Since the Guadalupe Cultural Center's new presidente arrived, R. Bret Ruiz, last summer in San Antonio, ten women have resigned, been fired, or terminated in some way. The Guadalupe Center, once the proud and mighty cultural leader of Mexican-American and Chicana/o art in the country, has no artistic directors left - except for dance.

The Center is in serious debt - the rumors are that it could be as much as 1.2 million dollars in the hole, and from my records, this figure seems plausible.

Ruiz has inflated his resume; he has hired Anglo staff to replace the browns, and he has no track record for raising funds, based on the 990s I reviewed from his past employer, the Anita N. Martinez Ballet Folklorico in Dallas, and from an interview I did with Mauricio Navarro, who was the ANM Board Chairman when Ruiz was hired.
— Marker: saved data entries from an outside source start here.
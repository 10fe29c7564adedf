//! Todos scenario - each user seeds a few todos, then works on its own list

use anyhow::Result;
use crudswarm_core::{
    RequestFailure, Session, Task, TaskFuture, TaskStatus, ThinkTime, TrackedIds, UserType,
};
use rand::Rng;
use serde::Serialize;

use crate::cli::{RunArgs, TodosArgs};
use crate::metrics::RunSummary;

#[derive(Debug, Serialize)]
pub struct TodoPayload {
    pub title: String,
    pub done: bool,
}

/// Per-user state: the todos this user created and still owns
#[derive(Debug, Default)]
pub struct TodoList {
    pub ids: TrackedIds,
    pub initial_todos: usize,
}

pub fn user_type(initial_todos: usize) -> UserType<TodoList> {
    UserType::new("TodoUser", move || TodoList {
        ids: TrackedIds::new(),
        initial_todos,
    })
    .on_start(seed_todos)
    .task(Task::new("get_all_todos", 3, get_all_todos))
    .task(Task::new("create_todo", 2, create_todo))
    .task(Task::new("get_specific_todo", 2, get_specific_todo))
    .task(Task::new("update_todo", 1, update_todo))
    .task(Task::new("delete_todo", 1, delete_todo))
}

pub async fn run(args: &RunArgs, todos: &TodosArgs) -> Result<RunSummary> {
    tracing::info!(initial_todos = todos.initial_todos, "Starting todos scenario");
    super::run(
        "todos",
        args,
        user_type(todos.initial_todos),
        ThinkTime::default(),
    )
    .await
}

/// POST `/todos` and track the id when the API answers 201
async fn post_todo(
    session: &mut Session<TodoList>,
    todo: &TodoPayload,
) -> Result<u16, RequestFailure> {
    let response = session.client.post_json("/todos", todo).await?;
    if response.status == 201 {
        if let Some(id) = response.entity_id() {
            session.state.ids.track(id);
        }
    }
    Ok(response.status)
}

// A failed seed does not stop the others; the first failure becomes the hook's outcome
fn seed_todos(session: &mut Session<TodoList>) -> TaskFuture<'_> {
    Box::pin(async move {
        let mut last_status = None;
        let mut first_failure = None;

        for i in 0..session.state.initial_todos {
            let todo = TodoPayload {
                title: format!("Initial todo {i}"),
                done: false,
            };
            match post_todo(session, &todo).await {
                Ok(status) => last_status = Some(status),
                Err(err) => {
                    tracing::warn!(
                        user_id = session.user_id,
                        seed = i,
                        error = %err,
                        "Seeding todo failed"
                    );
                    first_failure.get_or_insert(err);
                }
            }
        }

        tracing::debug!(
            user_id = session.user_id,
            seeded = session.state.ids.len(),
            "Seeded todos"
        );
        match first_failure {
            Some(err) => Err(err),
            None => Ok(TaskStatus::Done(last_status)),
        }
    })
}

fn get_all_todos(session: &mut Session<TodoList>) -> TaskFuture<'_> {
    Box::pin(async move {
        let response = session.client.get("/todos").await?;
        Ok(TaskStatus::Done(Some(response.status)))
    })
}

fn create_todo(session: &mut Session<TodoList>) -> TaskFuture<'_> {
    Box::pin(async move {
        let todo = TodoPayload {
            title: format!("Todo {}", session.rng.gen_range(1..=1000)),
            done: session.rng.gen(),
        };
        let status = post_todo(session, &todo).await?;
        Ok(TaskStatus::Done(Some(status)))
    })
}

fn get_specific_todo(session: &mut Session<TodoList>) -> TaskFuture<'_> {
    Box::pin(async move {
        let Some(id) = session.state.ids.pick(&mut session.rng).map(str::to_owned) else {
            return Ok(TaskStatus::Skipped);
        };
        let response = session.client.get(&format!("/todos/{id}")).await?;
        Ok(TaskStatus::Done(Some(response.status)))
    })
}

fn update_todo(session: &mut Session<TodoList>) -> TaskFuture<'_> {
    Box::pin(async move {
        let Some(id) = session.state.ids.pick(&mut session.rng).map(str::to_owned) else {
            return Ok(TaskStatus::Skipped);
        };
        let todo = TodoPayload {
            title: format!("Updated todo {}", session.rng.gen_range(1..=1000)),
            done: session.rng.gen(),
        };
        let response = session
            .client
            .put_json(&format!("/todos/{id}"), &todo)
            .await?;
        Ok(TaskStatus::Done(Some(response.status)))
    })
}

fn delete_todo(session: &mut Session<TodoList>) -> TaskFuture<'_> {
    Box::pin(async move {
        let Some(id) = session.state.ids.take_random(&mut session.rng) else {
            return Ok(TaskStatus::Skipped);
        };
        let response = session.client.delete(&format!("/todos/{id}")).await?;
        Ok(TaskStatus::Done(Some(response.status)))
    })
}
//! The guarded heap.
//!
//! Wraps a [`HeapProvider`] and surrounds every block with a header and a
//! trailing sentinel. All live blocks are tracked in a [`BlockRegistry`] so a
//! pointer is validated against the index before its header is read.
//!
//! Allocation happens within an [`AllocationEpoch`]: the runner opens one per
//! test, and closing it reports anything the test left behind.

#![allow(unsafe_code)]

use std::backtrace::Backtrace;
use std::collections::HashMap;
use std::fmt;
use std::panic::Location;
use std::ptr::NonNull;
use std::thread::{self, ThreadId};

use crate::audit::{self, BlockIntegrity, LeakReport};
use crate::config::TrackingLevel;
use crate::error::{HeapError, ReleaseSite};
use crate::layout::{self, BlockHeader, HEADER_SIZE, TOTAL_OVERHEAD, TRAILER, TRAILER_SIZE};
use crate::metrics::{HeapMetrics, HeapMetricsSnapshot};
use crate::provider::{HeapProvider, StaticArena, SystemProvider};
use crate::registry::{BlockRecord, BlockRegistry};

/// Per-test allocation scope.
#[derive(Debug, Clone, Copy, Default, PartialEq, Eq)]
pub struct AllocationEpoch {
    /// Monotonic epoch number; 0 before the first `start_epoch`.
    pub number: u64,
    /// Blocks allocated in this epoch and not yet released.
    pub live: usize,
    /// Allocation attempts left before the injected failure fires.
    pub fail_countdown: Option<u32>,
    /// Thread that first touched the heap in this epoch.
    pub owner: Option<ThreadId>,
}

/// Guarded allocator: leak, overrun, double-release and foreign-thread detection.
pub struct GuardedHeap {
    provider: Box<dyn HeapProvider>,
    registry: BlockRegistry,
    /// Released addresses not reissued since, keyed to the epoch that released them.
    released: HashMap<usize, u64>,
    epoch: AllocationEpoch,
    tracking: TrackingLevel,
    next_serial: u64,
    violation: Option<HeapError>,
    fatal: Option<HeapError>,
    /// Regions of leaked blocks, returned to the provider on drop.
    stranded: Vec<(NonNull<u8>, usize)>,
    metrics: HeapMetrics,
}

// SAFETY: every raw pointer held here addresses memory owned by `provider`,
// which is itself `Send`; the heap is only ever touched through `&mut self`.
unsafe impl Send for GuardedHeap {}
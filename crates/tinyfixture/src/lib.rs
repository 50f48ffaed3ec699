//! Minimal fixture runner for unit tests on constrained targets.
//!
//! This crate provides:
//! - Fixture registration: groups of tests with shared setup and teardown
//! - Protected execution: every test runs setup+body, teardown and cleanup as
//!   three guarded calls, so one failing step never skips the next
//! - Guarded allocation: leaks, overruns and double releases made through the
//!   test's heap are reported against the test (see [`tinyfixture_guard`])
//! - Global patches: [`Patchable`] values a test may overwrite, restored
//!   after the test whatever its outcome
//! - Console and JSONL reporting, substring filters and repeated runs
//!
//! ```no_run
//! use tinyfixture::{Suite, TestGroup, fixture_assert, fixture_main};
//!
//! let suite = Suite::new().group(TestGroup::new("heap").test("balanced", |ctx| {
//!     let p = ctx.heap().allocate(16)?;
//!     ctx.heap().release(p.as_ptr())?;
//!     fixture_assert!(ctx.heap().live_blocks() == 0);
//!     Ok(())
//! }));
//! std::process::exit(fixture_main(&suite));
//! ```

pub mod config;
pub mod console;
pub mod context;
pub mod error;
pub mod failure;
pub mod fixture;
pub mod log;
pub mod patch;
pub mod runner;

pub use config::RunConfig;
pub use console::{CaptureBuffer, Console, Verbosity};
pub use context::TestContext;
pub use error::FixtureError;
pub use failure::{Failure, FailureKind, Interrupt, TestResult};
pub use fixture::{Fixture, Suite, TestGroup};
pub use log::{LogEmitter, LogEntry, LogLevel, Outcome};
pub use patch::{PATCH_CAPACITY, PatchStack, Patchable};
pub use runner::{RunCounters, RunSummary, Runner};
pub use tinyfixture_guard;

/// Highest process exit status; larger failure counts saturate here so the
/// low byte a parent process sees is never zero.
pub const MAX_EXIT_STATUS: i32 = 255;

/// Run `suite` with the process arguments and environment; returns the exit status.
#[must_use]
pub fn fixture_main(suite: &Suite) -> i32 {
    run_with_args(suite, std::env::args().skip(1))
}

/// As [`fixture_main`] with explicit arguments (program name excluded).
///
/// The status is the cumulative failure count capped at
/// [`MAX_EXIT_STATUS`], or the error's code when the run could not complete.
#[must_use]
pub fn run_with_args<I, S>(suite: &Suite, args: I) -> i32
where
    I: IntoIterator<Item = S>,
    S: AsRef<str>,
{
    let result = RunConfig::from_args(args)
        .map(RunConfig::with_env)
        .and_then(Runner::from_config)
        .and_then(|mut runner| runner.run(suite));
    let status = match result {
        Ok(summary) => summary.exit_code(),
        Err(err) => {
            eprintln!("tinyfixture: {err}");
            err.exit_code()
        }
    };
    status.min(MAX_EXIT_STATUS)
}
//! Leak diagnostic depth.
//!
//! The depth is read from the `TINYFIXTURE_TRACK` environment variable:
//! - `off`: leaks are reported as a count only.
//! - `origin` (default): each leaked block is itemized with its size and the
//!   `file:line` that allocated it.
//! - `backtrace`: as `origin`, plus the stack captured at allocation time.
//!   Capturing a stack on every allocation is slow; use it to chase a leak.

/// Environment variable selecting the [`TrackingLevel`].
pub const TRACKING_ENV: &str = "TINYFIXTURE_TRACK";

/// How much per-block detail the heap keeps for leak reports.
#[derive(Debug, Default, Clone, Copy, PartialEq, Eq, Hash)]
pub enum TrackingLevel {
    /// Count only.
    Off,
    /// Size and allocation site.
    #[default]
    Origin,
    /// Size, allocation site and captured backtrace.
    Backtrace,
}

impl TrackingLevel {
    /// Parse from string (case-insensitive). Unknown values select the default.
    #[must_use]
    pub fn from_str_loose(s: &str) -> Self {
        match s.trim().to_ascii_lowercase().as_str() {
            "off" | "none" | "0" | "count" => Self::Off,
            "backtrace" | "stack" | "full" | "2" => Self::Backtrace,
            _ => Self::Origin,
        }
    }

    /// Read [`TRACKING_ENV`], falling back to the default when unset.
    #[must_use]
    pub fn from_env() -> Self {
        std::env::var(TRACKING_ENV)
            .map(|v| Self::from_str_loose(&v))
            .unwrap_or_default()
    }

    /// Whether leak reports list individual blocks.
    #[must_use]
    pub const fn itemizes(self) -> bool {
        !matches!(self, Self::Off)
    }

    /// Whether a backtrace is captured on every allocation.
    #[must_use]
    pub const fn captures_backtrace(self) -> bool {
        matches!(self, Self::Backtrace)
    }

    /// Stable lowercase name.
    #[must_use]
    pub const fn as_str(self) -> &'static str {
        match self {
            Self::Off => "off",
            Self::Origin => "origin",
            Self::Backtrace => "backtrace",
        }
    }
}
A number of the women who left the Guadalupe have stated publicly and privately that Ruiz made disparaging remarks to them, and about the neighborhood, calling the people of the barrio "rasquache," and he didn't mean it to be cute. My sources at the Westside Coalition here in San Antonio don't respect him, my high-level sources at the Mexican Museum of Art in Chicago, who knew Ruiz when he worked in Chicago say "he wants to be White."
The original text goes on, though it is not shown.